### Your objective
Find every line in the entries that holds the string "contrast" and report it.

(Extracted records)
====
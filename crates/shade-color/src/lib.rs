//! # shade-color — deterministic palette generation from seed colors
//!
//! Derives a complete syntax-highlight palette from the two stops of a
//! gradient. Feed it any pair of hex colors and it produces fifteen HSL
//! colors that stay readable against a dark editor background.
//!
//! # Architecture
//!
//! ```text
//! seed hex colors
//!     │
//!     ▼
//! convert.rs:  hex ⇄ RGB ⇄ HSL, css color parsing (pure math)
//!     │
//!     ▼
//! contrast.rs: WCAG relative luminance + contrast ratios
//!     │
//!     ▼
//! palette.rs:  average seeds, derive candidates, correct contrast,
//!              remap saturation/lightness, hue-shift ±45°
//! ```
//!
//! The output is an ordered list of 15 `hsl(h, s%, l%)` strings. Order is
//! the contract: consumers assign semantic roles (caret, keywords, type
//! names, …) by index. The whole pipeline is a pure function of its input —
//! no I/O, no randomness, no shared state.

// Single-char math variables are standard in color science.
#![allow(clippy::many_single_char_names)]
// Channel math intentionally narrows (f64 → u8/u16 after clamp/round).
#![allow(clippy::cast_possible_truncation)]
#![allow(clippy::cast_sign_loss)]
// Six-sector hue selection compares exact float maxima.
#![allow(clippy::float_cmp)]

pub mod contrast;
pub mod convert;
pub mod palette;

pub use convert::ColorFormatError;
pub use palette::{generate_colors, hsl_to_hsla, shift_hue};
====
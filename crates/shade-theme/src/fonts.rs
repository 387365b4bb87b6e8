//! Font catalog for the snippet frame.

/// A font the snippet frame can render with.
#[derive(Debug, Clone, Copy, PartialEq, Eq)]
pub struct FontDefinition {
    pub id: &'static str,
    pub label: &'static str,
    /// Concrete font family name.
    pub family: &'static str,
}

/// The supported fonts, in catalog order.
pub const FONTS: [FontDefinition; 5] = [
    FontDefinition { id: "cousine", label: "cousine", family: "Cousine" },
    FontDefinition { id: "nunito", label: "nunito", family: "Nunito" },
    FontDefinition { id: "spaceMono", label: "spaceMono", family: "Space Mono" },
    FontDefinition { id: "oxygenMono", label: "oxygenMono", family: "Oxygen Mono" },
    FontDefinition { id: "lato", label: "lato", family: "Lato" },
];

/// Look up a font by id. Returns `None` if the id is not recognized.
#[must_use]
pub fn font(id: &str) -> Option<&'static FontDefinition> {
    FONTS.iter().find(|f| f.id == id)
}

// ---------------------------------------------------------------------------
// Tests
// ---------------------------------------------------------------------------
====
### The answer
//! contrast.rs: WCAG relative luminance + contrast ratios
//! palette.rs:  average seeds, derive candidates, correct contrast,
pub mod contrast;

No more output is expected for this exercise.